I happened, on one occasion, to meet Nicholson’s home employer in Liverpool. He had been foreman, if indeed so high as that, in a warehouse. When he told his employer that he had made up his mind to go to Port Phillip with his family, there was regret to part with so quiet and trustworthy a servant, but, as he said to me, not the least idea that the unpretending individual before him would, within a few years, take a position considerably in advance of his own.
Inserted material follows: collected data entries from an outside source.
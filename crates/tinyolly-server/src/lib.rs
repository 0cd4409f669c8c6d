//! TinyOlly server library.
//!
//! The binary in `main.rs` wires these modules together; they are exposed
//! as a library so integration tests can assemble the same servers
//! in-process.

pub mod aggregate;
pub mod api;
pub mod config;
pub mod grpc;
pub mod metrics;
pub mod normalize;
pub mod opamp;
pub mod opamp_proto;
pub mod otlp_http;
pub mod shutdown;
pub mod state;

pub use state::AppState;
//! Shared application state.

use crate::metrics::Metrics;
use crate::opamp::AgentRegistry;
use crate::shutdown::ShutdownCoordinator;
use std::sync::Arc;
use std::time::Instant;
use tinyolly_core::{ServerConfig, TelemetryStore};
use tokio::sync::Mutex;

/// State threaded through every handler via axum's `State` extractor and
/// shared with the tonic services.
pub struct AppState {
    pub config: ServerConfig,
    pub store: Arc<dyn TelemetryStore>,
    pub metrics: Metrics,
    pub agents: Arc<AgentRegistry>,
    pub shutdown: ShutdownCoordinator,
    pub started_at: Instant,
    /// Short-lived cache for the service map, which scans many traces.
    pub service_map_cache: Mutex<Option<(Instant, serde_json::Value)>>,
}

impl AppState {
    pub fn new(
        config: ServerConfig,
        store: Arc<dyn TelemetryStore>,
        agents: Arc<AgentRegistry>,
        shutdown: ShutdownCoordinator,
    ) -> Self {
        Self {
            config,
            store,
            metrics: Metrics::new(),
            agents,
            shutdown,
            started_at: Instant::now(),
            service_map_cache: Mutex::new(None),
        }
    }

    /// Nanoseconds since the Unix epoch.
    pub fn now_ns() -> u64 {
        std::time::SystemTime::now()
            .duration_since(std::time::UNIX_EPOCH)
            .map(|d| d.as_nanos() as u64)
            .unwrap_or(0)
    }
}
He set up a grocery shop in Melbourne, and was soon on the road to success. Then he stood for the municipality, which was hardly yet out of infancy, was duly elected councillor, and in a very few years became Mayor of Melbourne. Then, gliding easily onwards and upwards, he entered the young colonial Legislature of 1851, as member for the Metropolitan County, North Bourke. He had previously, as I have told, tried unsuccessfully for the capital itself, getting some compensation, however, in the “next first.” But with all this rising importance he was ever the plain, unassuming William Nicholson, and when Mayor or M.L.C. both he and his wife would be found in their shop as usual—so far, at least, as the other crowding duties would permit.
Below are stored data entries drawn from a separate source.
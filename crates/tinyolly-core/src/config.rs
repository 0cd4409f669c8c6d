//! Server configuration.
//!
//! Configuration is loaded from an optional YAML file, then overridden by
//! environment variables, then by CLI flags (highest precedence). The type
//! lives here so every crate can consume it; file loading and the merge
//! logic live in the server crate.

use serde::{Deserialize, Serialize};

/// Logging configuration.
#[derive(Debug, Clone, Serialize, Deserialize)]
pub struct LoggingConfig {
    /// Log level: trace, debug, info, warn, error.
    pub level: String,
    /// Output format: text or json.
    pub format: String,
}

impl Default for LoggingConfig {
    fn default() -> Self {
        Self {
            level: "info".to_string(),
            format: "text".to_string(),
        }
    }
}

/// Top-level server configuration with built-in defaults for every field.
#[derive(Debug, Clone, Serialize, Deserialize)]
#[serde(default)]
pub struct ServerConfig {
    /// OTLP gRPC receiver listen address.
    pub grpc_listen_addr: String,
    /// HTTP listen address serving both OTLP/HTTP ingest and the query API.
    pub http_listen_addr: String,
    /// OpAMP WebSocket listen address.
    pub opamp_ws_listen_addr: String,
    /// OpAMP REST listen address.
    pub opamp_rest_listen_addr: String,
    /// Retention window in seconds; records older than this are expired.
    pub retention_seconds: u64,
    /// Maximum number of distinct metric names admitted.
    pub max_metric_cardinality: usize,
    /// Maximum accepted request body size in bytes.
    pub max_request_bytes: usize,
    /// Upper bound on total encoded bytes held by the store.
    pub max_store_bytes: usize,
    /// Per-request wall clock limit in seconds for read endpoints.
    pub request_deadline_seconds: u64,
    /// OpAMP heartbeat interval; a missed interval marks the agent
    /// disconnected.
    pub opamp_heartbeat_seconds: u64,
    /// Interval of the background TTL sweep.
    pub sweep_interval_seconds: u64,
    /// The server's own `service.name`; telemetry carrying it is filtered
    /// from query responses to avoid self-amplification.
    pub self_service_name: String,
    /// Path to the default collector configuration pushed over OpAMP.
    pub collector_config_path: Option<String>,
    pub logging: LoggingConfig,
}

impl Default for ServerConfig {
    fn default() -> Self {
        Self {
            grpc_listen_addr: "0.0.0.0:4343".to_string(),
            http_listen_addr: "0.0.0.0:5005".to_string(),
            opamp_ws_listen_addr: "0.0.0.0:4320".to_string(),
            opamp_rest_listen_addr: "0.0.0.0:4321".to_string(),
            retention_seconds: 1800,
            max_metric_cardinality: 1000,
            max_request_bytes: 16 * 1024 * 1024,
            max_store_bytes: 256 * 1024 * 1024,
            request_deadline_seconds: 30,
            opamp_heartbeat_seconds: 30,
            sweep_interval_seconds: 30,
            self_service_name: "tinyolly".to_string(),
            collector_config_path: None,
            logging: LoggingConfig::default(),
        }
    }
}

impl ServerConfig {
    /// Check invariants that would otherwise surface as confusing runtime
    /// failures.
    pub fn validate(&self) -> crate::Result<()> {
        if self.retention_seconds == 0 {
            return Err(crate::TinyOllyError::InvalidInput(
                "retention_seconds must be positive".to_string(),
            ));
        }
        if self.max_metric_cardinality == 0 {
            return Err(crate::TinyOllyError::InvalidInput(
                "max_metric_cardinality must be positive".to_string(),
            ));
        }
        if self.max_request_bytes == 0 || self.max_store_bytes == 0 {
            return Err(crate::TinyOllyError::InvalidInput(
                "size limits must be positive".to_string(),
            ));
        }
        if self.max_request_bytes > self.max_store_bytes {
            return Err(crate::TinyOllyError::InvalidInput(
                "max_request_bytes cannot exceed max_store_bytes".to_string(),
            ));
        }
        for (name, addr) in [
            ("grpc_listen_addr", &self.grpc_listen_addr),
            ("http_listen_addr", &self.http_listen_addr),
            ("opamp_ws_listen_addr", &self.opamp_ws_listen_addr),
            ("opamp_rest_listen_addr", &self.opamp_rest_listen_addr),
        ] {
            if addr.parse::<std::net::SocketAddr>().is_err() {
                return Err(crate::TinyOllyError::InvalidInput(format!(
                    "{name} is not a valid socket address: {addr}"
                )));
            }
        }
        Ok(())
    }

    pub fn retention_ns(&self) -> u64 {
        self.retention_seconds * 1_000_000_000
    }
}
When he formed his first and very brief Ministry, under Constitutional Government, prior to my definitely leaving the colony in 1857, he did me the honour to invite me to a place in his “Cabinet,” if our young colonies may use that grand Imperial term, as his Commissioner of Customs. With regret I was compelled to decline; for, from experience a few years before, I had found that if a man has business of his own which he must attend to he cannot possibly at the same time attend to that of everybody else.